To determine the running time of our method 10 000 metagenomic reads from the biogas plant metagenome with the complete CARMA3 pipeline were analysed. For comparative purposes, the running times of SOrt-ITEMS and MEGAN were also measured. The computation was conducted on a 2.5 GHz Intel Core 2 Duo processor with 8 GB RAM, running Linux (64-bit Ubuntu 10.04, kernel version 2.6.35.23). The observed running times, measured with the GNU time command (user+sys), are given in Table 4.

Table 4.

Running times for the homology searches (BLASTx and HMMER3) and the taxonomic classifications with CARMA3, SOrt-ITEMS and MEGAN

CARMA3 SOrt-ITEMS MEGAN
BLASTx 54 h 15 m 54 h 15 m 54 h 15 m
-classification 52 m 22 s 12 m 36 s 3 m 4 s
HMMER3 6 h 20 m
-classification 41 m 8 s

The results show that for the BLAST-based classifications, the BLAST homology search accounts for more than 98% of the total running time. Among the three BLAST-based classification methods, MEGAN is the fastest method, more than 4 times faster than SOrt-ITEMS. SOrt-ITEMS in turn is about 4 times faster than CARMA3BLASTx. In contrast to MEGAN, CARMA3BLASTx and SOrt-ITEMS spend additional time on performing reciprocal BLAST searches and therefore are slower. CARMA3BLASTx is slower than SOrt-ITEMS because it does not use a top-percent filter and therefore creates bigger BLAST databases in the reciprocal search step.

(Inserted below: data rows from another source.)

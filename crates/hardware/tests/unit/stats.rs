//! PrefetchStats unit tests.
//!
//! Verifies default initialization, source accounting, derived rates, and the
//! counters a GHB prefetcher maintains while running.

use ghb_core::config::GhbConfig;
use ghb_core::prefetch::{GhbPrefetcher, PredictionSource};
use ghb_core::stats::PrefetchStats;
use pretty_assertions::assert_eq;

use crate::common::harness::{drive, strided};

#[test]
fn default_stats_all_zero() {
    let stats = PrefetchStats::default();
    assert_eq!(stats.accesses, 0);
    assert_eq!(stats.predictions(), 0);
    assert_eq!(stats.prediction_rate(), 0.0);
    assert_eq!(stats.candidates_issued, 0);
    assert_eq!(stats.pattern_rows, 0);
}

#[test]
fn record_source_counts_each_stage() {
    let mut stats = PrefetchStats::default();
    stats.record_source(PredictionSource::Stride);
    stats.record_source(PredictionSource::Stride);
    stats.record_source(PredictionSource::Table);
    stats.record_source(PredictionSource::Fallback);
    stats.accesses = 8;

    assert_eq!(stats.stride_predictions, 2);
    assert_eq!(stats.table_predictions, 1);
    assert_eq!(stats.fallback_predictions, 1);
    assert_eq!(stats.predictions(), 4);
    assert_eq!(stats.prediction_rate(), 0.5);

    stats.clear();
    assert_eq!(stats, PrefetchStats::default());
}

#[test]
fn stride_stream_counters() {
    let mut pf = GhbPrefetcher::new(GhbConfig::default());
    let _ = drive(&mut pf, &strided(0, 64, 5, Some(0x400)));

    let expected = PrefetchStats {
        accesses: 5,
        pc_patterns: 4,
        page_patterns: 4,
        stride_predictions: 3,
        table_predictions: 0,
        fallback_predictions: 1,
        no_prediction: 1,
        candidates_issued: 13,
        dropped_cross_page: 0,
        dropped_overflow: 0,
        pattern_rows: 1,
        pattern_rows_refused: 0,
    };
    assert_eq!(pf.stats(), &expected);
}

#[test]
fn cross_page_drops_are_counted() {
    let mut pf = GhbPrefetcher::new(GhbConfig::default());
    // Stride stream ending on the last line of a page.
    let _ = drive(&mut pf, &strided(4096 - 5 * 64, 64, 5, Some(1)));
    assert!(pf.stats().dropped_cross_page > 0);
}

#[test]
fn stats_serialize_to_json() {
    let value = serde_json::to_value(PrefetchStats::default()).unwrap();
    assert_eq!(value["accesses"], 0);
    assert_eq!(value["pattern_rows_refused"], 0);
}

#[test]
fn printing_does_not_panic() {
    let mut pf = GhbPrefetcher::new(GhbConfig::default());
    let _ = drive(&mut pf, &strided(0, 64, 6, None));
    pf.stats().print();
    pf.stats().print_sections(&["sources".to_string()]);
}
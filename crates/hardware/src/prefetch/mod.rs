//! Hardware prefetcher model.
//!
//! This module contains the prefetcher interface and the Global History
//! Buffer (GHB) delta-correlation prefetcher, split into its parts:
//! 1. **Index:** key value → newest history slot, per key-space.
//! 2. **History:** ring buffer of accesses with generation-checked back-links.
//! 3. **Pattern:** online table of delta-pair → next-delta histograms.
//! 4. **Predictor:** strategy cascade producing ranked deltas.
//! 5. **GHB:** per-access controller synthesizing prefetch addresses.

/// Per-access GHB controller.
pub mod ghb;

/// Ring buffer of accesses with per-key back-links.
pub mod history;

/// Key value → most recent slot maps.
pub mod index;

/// Delta correlation table.
pub mod pattern;

/// Prediction strategy cascade.
pub mod predictor;

pub use self::ghb::GhbPrefetcher;
pub use self::history::HistoryBuffer;
pub use self::index::{CorrelationIndex, CorrelationKey};
pub use self::pattern::{DeltaPair, PatternEntry, PatternTable};
pub use self::predictor::{Prediction, PredictionSource, Predictor};

use crate::common::data::{AccessEvent, PrefetchCandidate};

/// Trait for cache prefetcher implementations.
///
/// Prefetchers observe demand accesses and return the addresses they would
/// like fetched ahead of time.
pub trait Prefetcher: Send + Sync {
    /// Observes one access and returns the prefetch candidates it triggers.
    ///
    /// # Arguments
    ///
    /// * `access` - The demand access (raw byte address, optional PC).
    ///
    /// # Returns
    ///
    /// Candidate addresses in issue order. Empty if nothing is predicted.
    fn observe(&mut self, access: &AccessEvent) -> Vec<PrefetchCandidate>;

    /// Discards all learned state (e.g. on a context switch).
    fn reset(&mut self);
}
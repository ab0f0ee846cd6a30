//! History Buffer Tests.
//!
//! Verifies slot allocation, sequence numbering, eviction of index entries on
//! wraparound, and that delta reconstruction never follows a recycled slot.

use ghb_core::common::data::AccessEvent;
use ghb_core::prefetch::history::HistoryBuffer;
use ghb_core::prefetch::index::CorrelationKey;
use pretty_assertions::assert_eq;
use proptest::prelude::*;

fn buffer(size: usize) -> HistoryBuffer {
    HistoryBuffer::new(size, 8, 4096, true)
}

// ══════════════════════════════════════════════════════════
// 1. Allocation and sequence numbers
// ══════════════════════════════════════════════════════════

#[test]
fn inserts_up_to_capacity_get_distinct_slots_and_increasing_sequences() {
    let mut hb = buffer(8);
    let mut slots = Vec::new();
    let mut last_seq = 0;
    for i in 0..8 {
        let slot = hb.insert(&AccessEvent::with_pc(i * 64, 0x400)).unwrap();
        let seq = hb.sequence_of(slot).unwrap();
        assert!(seq > last_seq, "sequence numbers strictly increase");
        assert!(!slots.contains(&slot), "slot {slot} handed out twice");
        last_seq = seq;
        slots.push(slot);
    }
    assert_eq!(hb.len(), 8);
}

#[test]
fn empty_buffer_reports_empty() {
    let hb = buffer(4);
    assert!(hb.is_empty());
    assert_eq!(hb.next_sequence(), 1);
    assert_eq!(hb.address_of(0), None);
}

#[test]
fn insert_past_capacity_evicts_oldest_and_its_index_entries() {
    let mut hb = buffer(4);
    // Oldest access: unique PC and unique page.
    let oldest = hb.insert(&AccessEvent::with_pc(0x10_0000, 0xdead)).unwrap();
    for i in 0..3 {
        let _ = hb.insert(&AccessEvent::with_pc(0x2000 + i * 64, 0x400));
    }
    assert_eq!(hb.index_lookup(CorrelationKey::Pc, 0xdead), Some(oldest));
    assert_eq!(hb.index_lookup(CorrelationKey::Page, 0x10_0000 / 4096), Some(oldest));

    let slot = hb.insert(&AccessEvent::with_pc(0x2000 + 3 * 64, 0x400)).unwrap();
    assert_eq!(slot, oldest, "the oldest slot is recycled first");
    assert!(hb.is_wrapped());
    assert_eq!(hb.index_lookup(CorrelationKey::Pc, 0xdead), None);
    assert_eq!(hb.index_lookup(CorrelationKey::Page, 0x10_0000 / 4096), None);
    assert_eq!(hb.index_lookup(CorrelationKey::Pc, 0x400), Some(slot));
}

#[test]
fn eviction_keeps_newer_mapping_for_shared_key() {
    let mut hb = buffer(2);
    let _ = hb.insert(&AccessEvent::with_pc(0x0, 0x400));
    let newer = hb.insert(&AccessEvent::with_pc(0x40, 0x400)).unwrap();
    // Recycles the first slot; the PC mapping must still point at `newer`
    // until the new access re-links it.
    let _ = hb.insert(&AccessEvent::new(0x9000));
    assert_eq!(hb.index_lookup(CorrelationKey::Pc, 0x400), Some(newer));
}

// ══════════════════════════════════════════════════════════
// 2. Pattern reconstruction
// ══════════════════════════════════════════════════════════

#[test]
fn build_pattern_walks_same_pc_most_recent_first() {
    let mut hb = buffer(16);
    let _ = hb.insert(&AccessEvent::with_pc(0x1000, 0x400));
    let _ = hb.insert(&AccessEvent::with_pc(0x8000, 0x500));
    let _ = hb.insert(&AccessEvent::with_pc(0x1040, 0x400));
    let _ = hb.insert(&AccessEvent::with_pc(0x8080, 0x500));
    let slot = hb.insert(&AccessEvent::with_pc(0x1100, 0x400)).unwrap();

    assert_eq!(hb.build_pattern(slot, CorrelationKey::Pc), vec![0xc0, 0x40]);
    assert_eq!(hb.chronological(slot, CorrelationKey::Pc), vec![0x40, 0xc0]);
}

#[test]
fn build_pattern_produces_negative_deltas() {
    let mut hb = buffer(4);
    let _ = hb.insert(&AccessEvent::with_pc(0x2000, 1));
    let slot = hb.insert(&AccessEvent::with_pc(0x1fc0, 1)).unwrap();
    assert_eq!(hb.build_pattern(slot, CorrelationKey::Pc), vec![-64]);
}

#[test]
fn build_pattern_is_capped_at_pattern_length() {
    let mut hb = HistoryBuffer::new(32, 3, 4096, true);
    let mut slot = 0;
    for i in 0..10 {
        slot = hb.insert(&AccessEvent::with_pc(i * 64, 7)).unwrap();
    }
    assert_eq!(hb.build_pattern(slot, CorrelationKey::Pc), vec![64, 64, 64]);
}

#[test]
fn huge_pattern_length_is_bounded_by_the_buffer() {
    let mut hb = HistoryBuffer::new(4, usize::MAX, 4096, true);
    let mut slot = 0;
    for i in 0..10 {
        slot = hb.insert(&AccessEvent::with_pc(i * 64, 7)).unwrap();
    }
    assert_eq!(hb.build_pattern(slot, CorrelationKey::Pc), vec![64, 64, 64]);
    assert_eq!(hb.chronological(slot, CorrelationKey::Pc).len(), 3);
}

#[test]
fn first_access_has_no_pattern() {
    let mut hb = buffer(4);
    let slot = hb.insert(&AccessEvent::with_pc(0x1000, 1)).unwrap();
    assert!(hb.build_pattern(slot, CorrelationKey::Pc).is_empty());
    assert!(hb.build_pattern(slot, CorrelationKey::Page).is_empty());
}

#[test]
fn missing_pc_is_still_a_page_anchor() {
    let mut hb = buffer(4);
    let _ = hb.insert(&AccessEvent::new(0x3000));
    let slot = hb.insert(&AccessEvent::new(0x3080)).unwrap();
    assert!(hb.build_pattern(slot, CorrelationKey::Pc).is_empty());
    assert_eq!(hb.build_pattern(slot, CorrelationKey::Page), vec![0x80]);
}

#[test]
fn pc_ignored_when_disabled() {
    let mut hb = HistoryBuffer::new(4, 8, 4096, false);
    let _ = hb.insert(&AccessEvent::with_pc(0x3000, 9));
    let slot = hb.insert(&AccessEvent::with_pc(0x3040, 9)).unwrap();
    assert_eq!(hb.indexed_keys(CorrelationKey::Pc), 0);
    assert!(hb.build_pattern(slot, CorrelationKey::Pc).is_empty());
    assert_eq!(hb.build_pattern(slot, CorrelationKey::Page), vec![0x40]);
}

#[test]
fn out_of_range_slot_yields_empty_pattern() {
    let hb = buffer(4);
    assert!(hb.build_pattern(99, CorrelationKey::Page).is_empty());
}

#[test]
fn wraparound_stops_walk_at_recycled_slot() {
    let mut hb = buffer(3);
    let _ = hb.insert(&AccessEvent::with_pc(0x0, 0x10));
    let second = hb.insert(&AccessEvent::with_pc(0x40, 0x10)).unwrap();
    let _ = hb.insert(&AccessEvent::with_pc(0x9000, 0x99));
    assert_eq!(hb.build_pattern(second, CorrelationKey::Pc), vec![0x40]);

    // Recycle the first slot with an unrelated access on the same page.
    let _ = hb.insert(&AccessEvent::with_pc(0x80, 0x77));
    assert!(hb.build_pattern(second, CorrelationKey::Pc).is_empty());
}

#[test]
fn reset_forgets_everything() {
    let mut hb = buffer(2);
    for i in 0..5 {
        let _ = hb.insert(&AccessEvent::with_pc(i * 64, 1));
    }
    hb.reset();
    assert!(hb.is_empty());
    assert!(!hb.is_wrapped());
    assert_eq!(hb.next_sequence(), 1);
    assert_eq!(hb.indexed_keys(CorrelationKey::Pc), 0);
    assert_eq!(hb.indexed_keys(CorrelationKey::Page), 0);
    assert_eq!(hb.sequence_of(0), Some(0));
    assert_eq!(hb.address_of(1), None);
}

// ══════════════════════════════════════════════════════════
// 3. Properties
// ══════════════════════════════════════════════════════════

/// Deltas the PC chain of the newest access must reproduce: consecutive
/// same-PC accesses that are still inside the live window.
fn expected_pc_pattern(
    accesses: &[(u64, u64)],
    history_size: usize,
    pattern_length: usize,
) -> Vec<i64> {
    let n = accesses.len();
    let live_from = n.saturating_sub(history_size);
    let (_, pc) = accesses[n - 1];
    let chain: Vec<u64> = accesses[live_from..]
        .iter()
        .rev()
        .filter(|(_, p)| *p == pc)
        .map(|(a, _)| *a)
        .collect();
    chain
        .windows(2)
        .take(pattern_length)
        .map(|w| w[0].wrapping_sub(w[1]) as i64)
        .collect()
}

proptest! {
    #[test]
    fn pc_chain_matches_live_window_model(
        history_size in 1usize..12,
        pattern_length in 1usize..6,
        accesses in prop::collection::vec((0u64..1 << 20, 0u64..3), 1..60),
    ) {
        let mut hb = HistoryBuffer::new(history_size, pattern_length, 4096, true);
        let mut slot = 0;
        for &(addr, pc) in &accesses {
            slot = hb.insert(&AccessEvent::with_pc(addr, pc)).unwrap();
        }
        prop_assert_eq!(
            hb.build_pattern(slot, CorrelationKey::Pc),
            expected_pc_pattern(&accesses, history_size, pattern_length)
        );
    }

    #[test]
    fn sequence_numbers_increase_across_wraparound(
        history_size in 1usize..8,
        count in 1usize..40,
    ) {
        let mut hb = HistoryBuffer::new(history_size, 4, 4096, true);
        let mut last = 0;
        for i in 0..count as u64 {
            let slot = hb.insert(&AccessEvent::new(i * 64)).unwrap();
            prop_assert!(slot < history_size);
            let seq = hb.sequence_of(slot).unwrap();
            prop_assert!(seq > last);
            last = seq;
        }
        prop_assert_eq!(hb.len(), count.min(history_size));
    }
}
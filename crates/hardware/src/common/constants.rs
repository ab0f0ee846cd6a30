//! Global Geometry Constants.
//!
//! This module defines the memory-geometry constants shared by the prefetcher,
//! the trace driver, and the default configuration. It includes:
//! 1. **Memory Constants:** Page and cache-line sizes used when no geometry is supplied.
//! 2. **Key Constants:** Number of correlation key-spaces tracked per history entry.

/// Page size in bytes (4KB).
pub const PAGE_SIZE: u64 = 4096;

/// Cache line size in bytes.
pub const LINE_SIZE: u64 = 64;

/// Number of correlation key-spaces (instruction pointer and page).
pub const NUM_CORRELATION_KEYS: usize = 2;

To measure the time needed to run BLASTx on shorter Illumina reads, 10 000 75 bp-reads sequenced with Illumina Genome Analyser (GA) from a human gut microbial community (24) were searched against the full NR protein database. The running time of about 14.5 h for the BLASTx run is in terms of bases per second quite similar to the running time of the BLASTx analysis of the 454 data. While a BLASTx analysis of a complete 454 run is feasible on a compute cluster in the order of hours or a few days, this approach seems to be less practical for the analysis of all unassembled reads produced by a complete run of an Illumina sequencing machine that produces one to two orders of magnitudes more bases in total than a 454 sequencing machine in a single run. The usage of data reduction techniques, as shown in Experiment 4, can be a way to overcome this limitation.

Experiment 4

Data reduction techniques are a common method to handle the amount of data produced by Illumina sequencing machines (24,25). Typical steps involve the assembly of reads into longer fragments, gene detection with a gene finder to detect open reading frames (ORFs), clustering of highly similar ORFs, and translation of the non-redundant ORFs into protein sequences. Such a metaproteome has, in contrast to the full set of unassembled Illumina reads, a size that makes the analysis with the BLASTp variant of CARMA3 possible on a compute cluster in the order of hours or a few days.

To evaluate the applicability of CARMA3 on amino acid sequences derived from assembled Illumina reads, the BLASTp variant of CARMA3 was used to analyse the gene catalogue of the human gut microbiome (24) (Supplementary Figures S15–21). The results were compared to the taxonomic classification of another study of the human intestinal microbial flora based on 13 355 prokaryotic 16S ribosomal RNA gene sequences (19).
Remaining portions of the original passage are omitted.